> [WHAT THE TASK ASKS] Look through the listing below for the word "that" and copy every line where it occurs.

** Opening EXTRACTED ENTRIES block **

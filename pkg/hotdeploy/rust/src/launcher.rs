// Unless explicitly stated otherwise all files in this repository are licensed
// under the Apache License Version 2.0.
// This product includes software developed at Datadog (https://www.datadoghq.com/).
// Copyright 2026-present Datadog, Inc.

//! Service relaunch in a fresh console.
//!
//! The console runs a small wrapper script rather than the start script
//! directly, so that when the service stops the console prints a banner and
//! waits instead of vanishing with the last log lines. The wrapper is deleted
//! after a grace period; by then the console has already read it.

use std::io;
use std::path::{Path, PathBuf};
use std::sync::Arc;
use std::time::Duration;

use log::{debug, info, warn};
use tokio_util::sync::CancellationToken;
use tokio_util::task::TaskTracker;

use crate::errors::LaunchError;
use crate::host::{ConsoleRequest, Host, ScriptFlavor};

const RULE: &str = "========================================";

/// Deferred wrapper removal.
///
/// Each scheduled removal is a task that fires after its delay unless the
/// scheduler is shut down first. A cancelled removal leaves the file behind;
/// the next deploy writes the same path again.
#[derive(Debug, Clone, Default)]
pub struct CleanupScheduler {
    token: CancellationToken,
    tracker: TaskTracker,
}

impl CleanupScheduler {
    pub fn new() -> Self {
        Self::default()
    }

    /// Delete `path` after `delay`. Must be called from within a tokio runtime.
    pub fn schedule(&self, path: PathBuf, delay: Duration) {
        let token = self.token.clone();
        self.tracker.spawn(async move {
            tokio::select! {
                _ = token.cancelled() => {
                    debug!("removal of {} cancelled", path.display());
                }
                _ = tokio::time::sleep(delay) => {
                    match tokio::fs::remove_file(&path).await {
                        Ok(()) => debug!("removed {}", path.display()),
                        Err(e) if e.kind() == io::ErrorKind::NotFound => {}
                        Err(e) => warn!("could not remove {}: {e}", path.display()),
                    }
                }
            }
        });
    }

    /// Number of removals not yet finished.
    pub fn pending(&self) -> usize {
        self.tracker.len()
    }

    /// Wait for every scheduled removal to finish.
    pub async fn drain(&self) {
        self.tracker.close();
        self.tracker.wait().await;
        self.tracker.reopen();
    }

    /// Cancel outstanding removals and wait for their tasks to exit.
    pub async fn shutdown(&self) {
        self.tracker.close();
        self.token.cancel();
        self.tracker.wait().await;
    }
}

/// Quote `value` for a POSIX shell.
fn sh_quote(value: &str) -> String {
    format!("'{}'", value.replace('\'', r"'\''"))
}

/// Wrapper script text for `flavor`.
pub fn render_wrapper(
    flavor: ScriptFlavor,
    title: &str,
    start_command: &Path,
    working_dir: &Path,
) -> String {
    let start = start_command.display().to_string();
    let dir = working_dir.display().to_string();
    match flavor {
        ScriptFlavor::Batch => {
            let lines = [
                "@echo off".to_string(),
                format!("title {title}"),
                "echo.".to_string(),
                format!("echo {RULE}"),
                format!("echo   {title}"),
                "echo   Starting server with logs...".to_string(),
                format!("echo {RULE}"),
                "echo.".to_string(),
                format!("cd /d \"{dir}\""),
                format!("call \"{start}\""),
                "echo.".to_string(),
                format!("echo {RULE}"),
                "echo   Server stopped. Press any key to close.".to_string(),
                format!("echo {RULE}"),
                "pause".to_string(),
            ];
            let mut script = lines.join("\r\n");
            script.push_str("\r\n");
            script
        }
        ScriptFlavor::Shell => {
            let lines = [
                "#!/bin/sh".to_string(),
                format!("printf '\\033]0;%s\\007' {}", sh_quote(title)),
                "echo".to_string(),
                format!("echo '{RULE}'"),
                format!("echo {}", sh_quote(&format!("  {title}"))),
                "echo '  Starting server with logs...'".to_string(),
                format!("echo '{RULE}'"),
                "echo".to_string(),
                format!("cd {} || exit 1", sh_quote(&dir)),
                format!("sh {}", sh_quote(&start)),
                "echo".to_string(),
                format!("echo '{RULE}'"),
                "echo '  Server stopped. Press Enter to close.'".to_string(),
                format!("echo '{RULE}'"),
                "read _".to_string(),
            ];
            let mut script = lines.join("\n");
            script.push('\n');
            script
        }
    }
}

pub struct Launcher {
    host: Arc<dyn Host>,
    scheduler: CleanupScheduler,
    title: String,
    grace: Duration,
}

impl Launcher {
    pub fn new(
        host: Arc<dyn Host>,
        scheduler: CleanupScheduler,
        title: String,
        grace: Duration,
    ) -> Self {
        Self {
            host,
            scheduler,
            title,
            grace,
        }
    }

    /// Write the wrapper to `wrapper_path` and open a console running it.
    /// Returns once the console is spawned; the service may still be starting.
    pub async fn launch(
        &self,
        start_command: &Path,
        working_dir: &Path,
        wrapper_path: &Path,
    ) -> Result<(), LaunchError> {
        let flavor = self.host.script_flavor();
        let script = render_wrapper(flavor, &self.title, start_command, working_dir);
        tokio::fs::write(wrapper_path, script)
            .await
            .map_err(|source| LaunchError::Wrapper {
                path: wrapper_path.to_path_buf(),
                source,
            })?;
        debug!("wrote {} wrapper {}", flavor.extension(), wrapper_path.display());

        let console_dir = wrapper_path
            .parent()
            .map(Path::to_path_buf)
            .unwrap_or_else(|| working_dir.to_path_buf());
        let request = ConsoleRequest {
            wrapper: wrapper_path.to_path_buf(),
            working_dir: console_dir,
            title: self.title.clone(),
        };

        if let Err(source) = self.host.spawn_console(&request) {
            if let Err(e) = tokio::fs::remove_file(wrapper_path).await {
                debug!("could not remove unused wrapper {}: {e}", wrapper_path.display());
            }
            return Err(LaunchError::Spawn {
                command: format!("console running {}", wrapper_path.display()),
                source,
            });
        }

        info!(
            "service console launched ({} in {})",
            start_command.display(),
            working_dir.display()
        );
        self.scheduler.schedule(wrapper_path.to_path_buf(), self.grace);
        Ok(())
    }
}
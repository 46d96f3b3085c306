// Unless explicitly stated otherwise all files in this repository are licensed
// under the Apache License Version 2.0.
// This product includes software developed at Datadog (https://www.datadoghq.com/).
// Copyright 2026-present Datadog, Inc.

//! Staging of the artifact and side-car files into the service's extension
//! directory, and the post-deploy sweep of build byproducts.

use std::fs;
use std::path::PathBuf;

use log::{debug, info, warn};

use crate::config::DeployConfig;
use crate::errors::DeployError;
use crate::sources;

#[derive(Debug, Default, PartialEq, Eq)]
pub struct StageReport {
    pub target_dir: PathBuf,
    pub stale_removed: usize,
    pub sidecars_copied: Vec<String>,
    pub sidecars_missing: Vec<String>,
}

/// Copy the artifact and side-cars into the extension directory.
///
/// A missing side-car is skipped with a warning. Failing to copy the
/// artifact, or a side-car that exists, fails the stage.
pub fn stage(config: &DeployConfig) -> Result<StageReport, DeployError> {
    let target_dir = config.extension_target_dir();
    fs::create_dir_all(&target_dir).map_err(|source| DeployError::StagingIo {
        path: target_dir.clone(),
        source,
    })?;
    info!("staging into {}", target_dir.display());

    let mut report = StageReport {
        target_dir: target_dir.clone(),
        ..Default::default()
    };

    if let Some(extension) = config.artifact_extension() {
        for stale in sources::top_level_files_with_extension(&target_dir, extension) {
            match fs::remove_file(&stale) {
                Ok(()) => {
                    debug!("removed old artifact {}", stale.display());
                    report.stale_removed += 1;
                }
                Err(e) => warn!("could not remove {}: {e}", stale.display()),
            }
        }
    }

    let artifact = config.artifact_path();
    let staged = target_dir.join(&config.extension_file);
    fs::copy(&artifact, &staged).map_err(|source| DeployError::StagingIo {
        path: artifact.clone(),
        source,
    })?;
    info!("copied {} to {}", artifact.display(), staged.display());

    let sidecar_dir = config.sidecar_source_dir();
    for entry in &config.sidecar_files {
        let name = config.sidecar_file_name(entry);
        let from = sidecar_dir.join(&name);
        if !from.is_file() {
            warn!("side-car file not found, skipping: {}", from.display());
            report.sidecars_missing.push(name);
            continue;
        }
        fs::copy(&from, target_dir.join(&name))
            .map_err(|source| DeployError::StagingIo { path: from, source })?;
        debug!("copied side-car {name}");
        report.sidecars_copied.push(name);
    }

    info!(
        "staged {} and {} side-car file(s), {} missing",
        config.extension_file,
        report.sidecars_copied.len(),
        report.sidecars_missing.len()
    );
    Ok(report)
}

#[derive(Debug, Default, PartialEq, Eq)]
pub struct CleanupReport {
    pub class_files: usize,
    pub artifacts: usize,
}

/// Remove compiled classes under the source tree and packaged artifacts left
/// in the source directory. Failures are logged, never fatal.
pub fn cleanup(config: &DeployConfig) -> CleanupReport {
    let class_files = sources::remove_class_files(&config.src_dir());

    let mut artifacts = 0;
    if let Some(extension) = config.artifact_extension() {
        for path in sources::top_level_files_with_extension(&config.source_dir, extension) {
            match fs::remove_file(&path) {
                Ok(()) => artifacts += 1,
                Err(e) => warn!("could not remove {}: {e}", path.display()),
            }
        }
    }

    info!("cleanup removed {class_files} class file(s) and {artifacts} artifact(s)");
    CleanupReport {
        class_files,
        artifacts,
    }
}

#[cfg(test)]
mod tests {
    use super::*;
    use crate::config::tests::valid_layout;

    fn write(path: &std::path::Path, content: &str) {
        fs::create_dir_all(path.parent().unwrap()).unwrap();
        fs::write(path, content).unwrap();
    }

    #[test]
    fn test_stage_replaces_old_artifacts() {
        let root = tempfile::tempdir().unwrap();
        let config = valid_layout(root.path());
        let target = config.extension_target_dir();
        write(&target.join("old-build.jar"), "old");
        write(&target.join("keep.properties"), "keep");
        write(&config.artifact_path(), "new");

        let report = stage(&config).unwrap();
        assert_eq!(report.stale_removed, 1);
        assert!(!target.join("old-build.jar").exists());
        assert!(target.join("keep.properties").exists());
        assert_eq!(
            fs::read_to_string(target.join(&config.extension_file)).unwrap(),
            "new"
        );
    }

    #[test]
    fn test_stage_missing_sidecar_is_skipped() {
        let root = tempfile::tempdir().unwrap();
        let mut config = valid_layout(root.path());
        config.sidecar_files = vec![
            "rooms".to_string(),
            "absent".to_string(),
            "notes.txt".to_string(),
        ];
        write(&config.artifact_path(), "jar");
        write(&config.source_dir.join("rooms.json"), "{}");
        write(&config.source_dir.join("notes.txt"), "n");

        let report = stage(&config).unwrap();
        assert_eq!(report.sidecars_copied, vec!["rooms.json", "notes.txt"]);
        assert_eq!(report.sidecars_missing, vec!["absent.json"]);
        let target = config.extension_target_dir();
        assert!(target.join("rooms.json").exists());
        assert!(target.join("notes.txt").exists());
    }

    #[test]
    fn test_stage_uses_sidecar_dir() {
        let root = tempfile::tempdir().unwrap();
        let mut config = valid_layout(root.path());
        config.sidecar_dir = Some(root.path().join("data"));
        config.sidecar_files = vec!["rooms".to_string()];
        write(&config.artifact_path(), "jar");
        write(&root.path().join("data/rooms.json"), "{}");

        let report = stage(&config).unwrap();
        assert_eq!(report.sidecars_copied, vec!["rooms.json"]);
    }

    #[test]
    fn test_stage_missing_artifact_is_fatal() {
        let root = tempfile::tempdir().unwrap();
        let config = valid_layout(root.path());
        match stage(&config) {
            Err(DeployError::StagingIo { path, .. }) => assert_eq!(path, config.artifact_path()),
            other => panic!("expected StagingIo, got {other:?}"),
        }
    }

    #[test]
    fn test_cleanup() {
        let root = tempfile::tempdir().unwrap();
        let config = valid_layout(root.path());
        write(&config.src_dir().join("com/example/Main.class"), "c");
        write(&config.src_dir().join("com/example/Main$Inner.class"), "c");
        write(&config.artifact_path(), "jar");
        write(&config.source_dir.join("nested/other.jar"), "jar");

        let report = cleanup(&config);
        assert_eq!(
            report,
            CleanupReport {
                class_files: 2,
                artifacts: 1
            }
        );
        assert!(config.src_dir().join("com/example/Main.java").exists());
        assert!(config.source_dir.join("nested/other.jar").exists());
        assert_eq!(cleanup(&config), CleanupReport::default());
    }
}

** Closing EXTRACTED ENTRIES block **

> [EXERCISE RESULT]
//! directly, so that when the service stops the console prints a banner and
/// Each scheduled removal is a task that fires after its delay unless the
/// artifact, or a side-car that exists, fails the stage.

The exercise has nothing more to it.